*** Material for this task Section Begins ***

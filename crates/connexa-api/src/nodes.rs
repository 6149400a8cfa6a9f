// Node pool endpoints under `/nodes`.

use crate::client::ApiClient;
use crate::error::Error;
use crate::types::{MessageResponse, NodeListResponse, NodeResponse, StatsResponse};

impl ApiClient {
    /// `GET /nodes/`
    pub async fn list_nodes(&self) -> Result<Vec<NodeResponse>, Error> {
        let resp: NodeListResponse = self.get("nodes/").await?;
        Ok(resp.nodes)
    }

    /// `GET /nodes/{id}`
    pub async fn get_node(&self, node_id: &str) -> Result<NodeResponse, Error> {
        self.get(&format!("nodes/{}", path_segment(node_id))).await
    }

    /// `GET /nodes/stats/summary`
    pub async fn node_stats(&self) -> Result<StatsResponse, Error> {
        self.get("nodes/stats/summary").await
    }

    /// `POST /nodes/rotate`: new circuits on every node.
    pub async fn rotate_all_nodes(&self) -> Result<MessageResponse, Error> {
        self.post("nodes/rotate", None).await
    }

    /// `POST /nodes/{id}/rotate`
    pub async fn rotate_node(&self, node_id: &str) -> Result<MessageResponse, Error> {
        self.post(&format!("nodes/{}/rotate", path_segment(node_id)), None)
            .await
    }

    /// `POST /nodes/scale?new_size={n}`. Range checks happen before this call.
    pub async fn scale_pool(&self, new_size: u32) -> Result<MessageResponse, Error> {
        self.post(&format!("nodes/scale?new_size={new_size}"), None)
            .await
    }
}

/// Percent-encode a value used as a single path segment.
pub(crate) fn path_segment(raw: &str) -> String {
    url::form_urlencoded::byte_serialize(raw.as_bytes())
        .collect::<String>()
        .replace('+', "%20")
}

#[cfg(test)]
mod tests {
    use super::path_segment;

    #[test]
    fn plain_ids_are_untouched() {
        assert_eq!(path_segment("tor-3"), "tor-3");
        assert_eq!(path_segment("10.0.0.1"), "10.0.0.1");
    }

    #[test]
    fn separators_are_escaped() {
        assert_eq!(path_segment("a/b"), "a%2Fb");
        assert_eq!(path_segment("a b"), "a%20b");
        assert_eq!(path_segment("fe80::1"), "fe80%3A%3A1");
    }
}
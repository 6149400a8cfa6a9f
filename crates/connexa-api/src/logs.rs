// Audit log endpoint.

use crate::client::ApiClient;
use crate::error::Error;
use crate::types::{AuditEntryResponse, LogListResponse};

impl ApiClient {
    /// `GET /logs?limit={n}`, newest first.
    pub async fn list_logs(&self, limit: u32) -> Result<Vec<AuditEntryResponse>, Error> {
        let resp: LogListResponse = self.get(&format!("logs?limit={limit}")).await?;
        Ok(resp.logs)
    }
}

*** Material for this task Section Ends ***

_Exercise objective_:
Output every record above in full, exactly as it reads.

_Answer for the task_:
filename crates/connexa-api/src/nodes.rs
repository 6149400a8cfa6a9f
// Node pool endpoints under `/nodes`.

use crate::client::ApiClient;
use crate::error::Error;
use crate::types::{MessageResponse, NodeListResponse, NodeResponse, StatsResponse};

impl ApiClient {
    /// `GET /nodes/`
    pub async fn list_nodes(&self) -> Result<Vec<NodeResponse>, Error> {
        let resp: NodeListResponse = self.get("nodes/").await?;
        Ok(resp.nodes)
    }

    /// `GET /nodes/{id}`
    pub async fn get_node(&self, node_id: &str) -> Result<NodeResponse, Error> {
        self.get(&format!("nodes/{}", path_segment(node_id))).await
    }

    /// `GET /nodes/stats/summary`
    pub async fn node_stats(&self) -> Result<StatsResponse, Error> {
        self.get("nodes/stats/summary").await
    }

    /// `POST /nodes/rotate`: new circuits on every node.
    pub async fn rotate_all_nodes(&self) -> Result<MessageResponse, Error> {
        self.post("nodes/rotate", None).await
    }

    /// `POST /nodes/{id}/rotate`
    pub async fn rotate_node(&self, node_id: &str) -> Result<MessageResponse, Error> {
        self.post(&format!("nodes/{}/rotate", path_segment(node_id)), None)
            .await
    }

    /// `POST /nodes/scale?new_size={n}`. Range checks happen before this call.
    pub async fn scale_pool(&self, new_size: u32) -> Result<MessageResponse, Error> {
        self.post(&format!("nodes/scale?new_size={new_size}"), None)
            .await
    }
}

/// Percent-encode a value used as a single path segment.
pub(crate) fn path_segment(raw: &str) -> String {
    url::form_urlencoded::byte_serialize(raw.as_bytes())
        .collect::<String>()
        .replace('+', "%20")
}

#[cfg(test)]
mod tests {
    use super::path_segment;

    #[test]
    fn plain_ids_are_untouched() {
        assert_eq!(path_segment("tor-3"), "tor-3");
        assert_eq!(path_segment("10.0.0.1"), "10.0.0.1");
    }

    #[test]
    fn separators_are_escaped() {
        assert_eq!(path_segment("a/b"), "a%2Fb");
        assert_eq!(path_segment("a b"), "a%20b");
        assert_eq!(path_segment("fe80::1"), "fe80%3A%3A1");
    }
}
repository 6149400a8cfa6a9f
filename crates/connexa-api/src/logs.rs
// Audit log endpoint.

use crate::client::ApiClient;
use crate::error::Error;
use crate::types::{AuditEntryResponse, LogListResponse};

impl ApiClient {
    /// `GET /logs?limit={n}`, newest first.
    pub async fn list_logs(&self, limit: u32) -> Result<Vec<AuditEntryResponse>, Error> {
        let resp: LogListResponse = self.get(&format!("logs?limit={limit}")).await?;
        Ok(resp.logs)
    }
}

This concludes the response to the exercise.